* What you need to do *
Filter these entries so that only lines with the word "move" remain.

Dataset Start Marker

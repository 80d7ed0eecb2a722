use gloo_timers::future::TimeoutFuture;
use leptos::ev;
use leptos::prelude::*;
use wasm_bindgen_futures::spawn_local;

/// Overlay plus a titled surface with a close button
#[component]
pub fn ModalFrame(
    #[prop(into)] title: String,
    /// Called on overlay click or the close button
    on_close: Callback<()>,
    /// Stacking order (default: 1000)
    #[prop(optional)]
    z_index: Option<i32>,
    /// Extra class for the surface (`div.modal`)
    #[prop(optional, into)]
    modal_class: String,
    children: Children,
) -> impl IntoView {
    let z_index = z_index.unwrap_or(1000);
    let pressed_on_overlay = RwSignal::new(false);

    let is_direct_overlay_event = |ev: &ev::MouseEvent| -> bool {
        match (ev.target(), ev.current_target()) {
            (Some(t), Some(ct)) => t == ct,
            _ => false,
        }
    };

    // Closing needs both press and release on the overlay, so a text selection
    // dragged out of the dialog does not dismiss it.
    let handle_overlay_mouse_down = move |ev: ev::MouseEvent| {
        pressed_on_overlay.set(is_direct_overlay_event(&ev));
    };

    let handle_overlay_click = move |ev: ev::MouseEvent| {
        let should_close = pressed_on_overlay.get_untracked() && is_direct_overlay_event(&ev);
        pressed_on_overlay.set(false);
        if should_close {
            spawn_local(async move {
                TimeoutFuture::new(0).await;
                on_close.run(());
            });
        }
    };

    let surface_class = if modal_class.is_empty() {
        "modal".to_string()
    } else {
        format!("modal {modal_class}")
    };

    view! {
        <div
            class="modal-overlay"
            style=format!("z-index: {z_index};")
            on:mousedown=handle_overlay_mouse_down
            on:click=handle_overlay_click
        >
            <div class=surface_class role="dialog" aria-modal="true" on:click=|ev: ev::MouseEvent| ev.stop_propagation()>
                <div class="modal__header">
                    <h3 class="modal__title">{title}</h3>
                    <button class="modal__close" aria-label="Close" on:click=move |_| on_close.run(())>
                        {crate::shared::icons::icon("x")}
                    </button>
                </div>
                <div class="modal__body">{children()}</div>
            </div>
        </div>
    }
}
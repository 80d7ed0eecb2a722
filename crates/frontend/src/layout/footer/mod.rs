pub mod footer;

pub use footer::Footer;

Dataset End Marker

* Task response *
    let handle_overlay_mouse_down = move |ev: ev::MouseEvent| {
    let handle_overlay_click = move |ev: ev::MouseEvent| {
            spawn_local(async move {
                    <button class="modal__close" aria-label="Close" on:click=move |_| on_close.run(())>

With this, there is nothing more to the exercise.